A história dos soldados ilustra várias questões cujo debate é importantes e eles toparam ser fotografados, dar seu nome. Era notícia e eles foram corajosos. A reportagem foi bastante respeitosa. Se depois eles toparam dar entrevista a programas de auditório que exploraram os aspectos sensacionalistas do caso, o problema sai da seara do jornalismo e entra na do entretenimento.
O que ocorreu com eles depois foi responsabilidade da instituição onde eles trabalhavam. Duvido que eles, ao ter a coragem de dar entrevista, não desconfiassem que o Exército é uma instituição conservadora e que não toparia esse destaque numa boa.
Estive do lado de cá do gravador numa situação análoga, embora não comparável.

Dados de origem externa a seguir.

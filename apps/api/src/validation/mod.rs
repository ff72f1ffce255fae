// Input validation for the profile forms.
// Field validators are pure predicates; form validators collect per-field errors.

pub mod fields;
pub mod forms;

pub use fields::{format_phone, sanitize_filename, validate_email, validate_phone, validate_url};
pub use forms::{
    normalize_personal_info, validate_education, validate_personal_info,
    validate_work_experience, FieldError,
};
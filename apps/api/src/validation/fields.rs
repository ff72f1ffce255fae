//! Pure single-field validators and formatters. No normalization, no side effects.

use std::sync::LazyLock;

use regex::Regex;

static RE_EMAIL: LazyLock<Regex> =
    LazyLock::new(|| Regex::new(r"^[\w.%+-]+@[\w.-]+\.[A-Za-z]{2,}$").unwrap());

static RE_URL: LazyLock<Regex> = LazyLock::new(|| {
    Regex::new(
        r"^https?://[-\w.]+(?::[0-9]+)?(?:/[-\w/.~%]*(?:\?[-\w&=%.+]*)?(?:#[-\w.]*)?)?$",
    )
    .unwrap()
});

static RE_FILENAME_FORBIDDEN: LazyLock<Regex> =
    LazyLock::new(|| Regex::new(r#"[<>:"/\\|?*]"#).unwrap());

static RE_WHITESPACE: LazyLock<Regex> = LazyLock::new(|| Regex::new(r"\s+").unwrap());

const MAX_FILENAME_LEN: usize = 100;

pub fn validate_email(email: &str) -> bool {
    RE_EMAIL.is_match(email)
}

fn digits_only(phone: &str) -> String {
    phone.chars().filter(|c| c.is_ascii_digit()).collect()
}

/// Accepts US numbers (10 digits, or 11 with a leading 1) and any 7–15 digit
/// international number. Punctuation and spaces are ignored.
pub fn validate_phone(phone: &str) -> bool {
    let digits = digits_only(phone);
    match digits.len() {
        10 => true,
        11 if digits.starts_with('1') => true,
        n => (7..=15).contains(&n),
    }
}

/// Formats US numbers for display; anything else is returned unchanged.
pub fn format_phone(phone: &str) -> String {
    let d = digits_only(phone);
    match d.len() {
        10 => format!("({}) {}-{}", &d[..3], &d[3..6], &d[6..]),
        11 if d.starts_with('1') => format!("+1 ({}) {}-{}", &d[1..4], &d[4..7], &d[7..]),
        _ => phone.to_string(),
    }
}

/// Empty is valid (links are optional). A missing scheme is treated as `https://`.
pub fn validate_url(url: &str) -> bool {
    if url.is_empty() {
        return true;
    }
    if url.starts_with("http://") || url.starts_with("https://") {
        RE_URL.is_match(url)
    } else {
        RE_URL.is_match(&format!("https://{url}"))
    }
}

/// Makes a string safe to use as a file name.
pub fn sanitize_filename(name: &str) -> String {
    let stripped = RE_FILENAME_FORBIDDEN.replace_all(name, "");
    let underscored = RE_WHITESPACE.replace_all(&stripped, "_");
    underscored
        .trim_matches('.')
        .chars()
        .take(MAX_FILENAME_LEN)
        .collect()
}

Certa vez, entrevistei um perito criminal especializado em informática numa reportagem sobre urna eletrônica. Para a mesma reportagem entrevistei o chefe da informática do TSE. Na entrevista só se tratou de assuntos de segurança da informação.

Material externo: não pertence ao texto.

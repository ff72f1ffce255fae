//! Prompt Builder — deterministic serialization of profile data and job
//! metadata into instruction blocks.
//!
//! Builders hold no state. Each one selects a bounded slice of the profile
//! and embeds structured parts (experience, education) as JSON so the model
//! can quote exact facts.

use serde::Serialize;

use crate::errors::AppError;
use crate::generation::prompts::{
    BULLETS_PROMPT_TEMPLATE, COVER_LETTER_PROMPT_TEMPLATE, CUSTOMIZE_PROMPT_TEMPLATE,
    JOB_MATCH_PROMPT_TEMPLATE, SUGGESTIONS_PROMPT_TEMPLATE, SUMMARY_PROMPT_TEMPLATE,
};
use crate::llm_client::prompts::{ATS_INSTRUCTION, GROUNDING_INSTRUCTION, JSON_ONLY_INSTRUCTION};
use crate::models::documents::{GeneratedResume, JobInfo};
use crate::models::profile::{skill_names, CareerProfile, SkillCategory, WorkExperience};

/// Cover letters only see the most recent positions.
pub const MAX_COVER_LETTER_EXPERIENCES: usize = 3;

/// Replaces `{key}` placeholders in one pass. Braces that do not name a
/// known key are copied through untouched.
pub fn fill_template(template: &str, vars: &[(&str, &str)]) -> String {
    let mut out = String::with_capacity(template.len());
    let mut rest = template;

    while let Some(open) = rest.find('{') {
        out.push_str(&rest[..open]);
        let after = &rest[open + 1..];
        let substitution = after.find('}').and_then(|end| {
            let key = &after[..end];
            vars.iter()
                .find(|(k, _)| *k == key)
                .map(|(_, value)| (end, *value))
        });
        match substitution {
            Some((end, value)) => {
                out.push_str(value);
                rest = &after[end + 1..];
            }
            None => {
                out.push('{');
                rest = after;
            }
        }
    }
    out.push_str(rest);
    out
}

fn to_json<T: Serialize + ?Sized>(value: &T, what: &str) -> Result<String, AppError> {
    serde_json::to_string(value)
        .map_err(|e| AppError::Internal(anyhow::anyhow!("Failed to serialize {what}: {e}")))
}

/// (a) Professional summary. Wording branches on whether any work history exists.
pub fn build_summary_prompt(profile: &CareerProfile) -> Result<String, AppError> {
    let has_experience = profile.has_work_experience();

    let (experience_context, summary_focus, first_point, last_point) = if has_experience {
        (
            "professional work experience",
            "years of experience and professional accomplishments",
            "Highlights years of experience and key accomplishments",
            "Keep it professional and achievement-focused",
        )
    } else {
        (
            "education, skills, and academic/personal projects",
            "educational background, technical skills, and potential",
            "Starts with educational level or recent graduate status",
            "Focus on potential, enthusiasm, and readiness to contribute",
        )
    };

    let work_experience = if has_experience {
        to_json(&profile.work_experience, "work experience")?
    } else {
        "No formal work experience yet".to_string()
    };
    let education = to_json(&profile.education, "education")?;
    let skills = skill_names(&profile.skills, SkillCategory::Technical).join(", ");

    Ok(fill_template(
        SUMMARY_PROMPT_TEMPLATE,
        &[
            ("experience_context", experience_context),
            ("summary_focus", summary_focus),
            ("work_experience", &work_experience),
            ("education", &education),
            ("skills", &skills),
            ("first_point", first_point),
            ("last_point", last_point),
            ("grounding_instruction", GROUNDING_INSTRUCTION),
        ],
    ))
}

/// (b) Bullet enhancement for one entry.
pub fn build_bullets_prompt(experience: &WorkExperience) -> String {
    fill_template(
        BULLETS_PROMPT_TEMPLATE,
        &[
            ("job_title", &experience.job_title),
            ("company", &experience.company),
            ("description", &experience.description),
            ("json_only_instruction", JSON_ONLY_INSTRUCTION),
        ],
    )
}

/// (c) Full cover letter. Uses at most the first three positions and the
/// first (latest) education entry.
pub fn build_cover_letter_prompt(
    profile: &CareerProfile,
    job: &JobInfo,
) -> Result<String, AppError> {
    let info = &profile.personal_info;
    let recent_experience: Vec<&WorkExperience> = profile
        .work_experience
        .iter()
        .take(MAX_COVER_LETTER_EXPERIENCES)
        .collect();

    let name = info.full_name();
    let work_experience = to_json(&recent_experience, "work experience")?;
    let technical_skills = skill_names(&profile.skills, SkillCategory::Technical).join(", ");
    let education = to_json(&profile.education.first(), "education")?;

    Ok(fill_template(
        COVER_LETTER_PROMPT_TEMPLATE,
        &[
            ("name", &name),
            ("email", &info.email),
            ("location", &info.location),
            ("work_experience", &work_experience),
            ("technical_skills", &technical_skills),
            ("education", &education),
            ("company_name", &job.company_name),
            ("job_title", &job.job_title),
            ("hiring_manager", job.addressee()),
            ("company_info", job.company_info.as_deref().unwrap_or("")),
            ("job_description", &job.job_description),
            ("tone_instruction", job.tone.instructions()),
            ("grounding_instruction", GROUNDING_INSTRUCTION),
            ("ats_instruction", ATS_INSTRUCTION),
        ],
    ))
}

/// (d) Job match analysis over every skill and every experience description.
pub fn build_job_match_prompt(profile: &CareerProfile, job_description: &str) -> String {
    let skills = profile
        .skills
        .iter()
        .map(|s| s.name.as_str())
        .collect::<Vec<_>>()
        .join(", ");
    let experience = profile
        .work_experience
        .iter()
        .map(|e| e.description.as_str())
        .collect::<Vec<_>>()
        .join(" ");

    fill_template(
        JOB_MATCH_PROMPT_TEMPLATE,
        &[
            ("skills", &skills),
            ("experience", &experience),
            ("job_description", job_description),
            ("json_only_instruction", JSON_ONLY_INSTRUCTION),
        ],
    )
}

/// (e) Improvement suggestions for a generated resume.
pub fn build_suggestions_prompt(
    resume: &GeneratedResume,
    job_description: &str,
) -> Result<String, AppError> {
    let resume_json = to_json(resume, "resume")?;
    Ok(fill_template(
        SUGGESTIONS_PROMPT_TEMPLATE,
        &[
            ("resume_json", &resume_json),
            ("job_description", job_description),
            ("json_only_instruction", JSON_ONLY_INSTRUCTION),
        ],
    ))
}

/// (f) Industry customization of an existing letter.
pub fn build_customize_prompt(cover_letter: &str, industry: &str) -> String {
    fill_template(
        CUSTOMIZE_PROMPT_TEMPLATE,
        &[("industry", industry), ("cover_letter", cover_letter)],
    )
}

Por ter recebido destaque na entrevista, porém, esse perito enfrentou problemas com seus superiores na polícia. Não por causa do que disse, mas pelo fato de ter aparecido com o mesmo destaque que uma autoridade do TSE. Ciúme, aparentemente.
Fiquei chateado ao saber. Fui conversar com ele, por achar que podia ser culpa do que eu tinha escrito. Ele afirmou que eu não devia me preocupar, que o problema era o superior dele, e não o que ele disse ou o que eu escrevi. Isso é parcimônia.
Entrevistados com mais traquejo ao falar com a imprensa são bem treinados nesse sentido e calculam as consequências do que vão dizer. Entrevistados de primeira viagem não. Acho que vale a pena, em casos muito sensíveis, conversar com esses sobre as possíveis consequências.
Só que não tenho como fazer qualquer avaliação sobre a responsabilidade ou não de quem os entrevistou nesse sentido.
Acho que era notícia e era importante dar voz a quem topou botar o dedo no vespeiro. Só posso avaliar o tom da matéria (respeitoso), a coragem dos entrevistados (louvável) e as consequências que sofreram na instituição onde trabalhavam (reprováveis).
Fora isso, como não somos telepatas, só ouvindo quem os entrevistou. Ou dizendo “eu não faria assim”, o que é razoável mas não dá conta da questão.
Concordo com sua ponderação. E o objetivo deste post foi mais levantar a reflexão sobre como agir em casos assim do que criticar os repórteres da revista “Época”, que não fizeram nada de “errado” mesmo. bjos
Eu sei! Minha crítica foi ao post do Gabriel.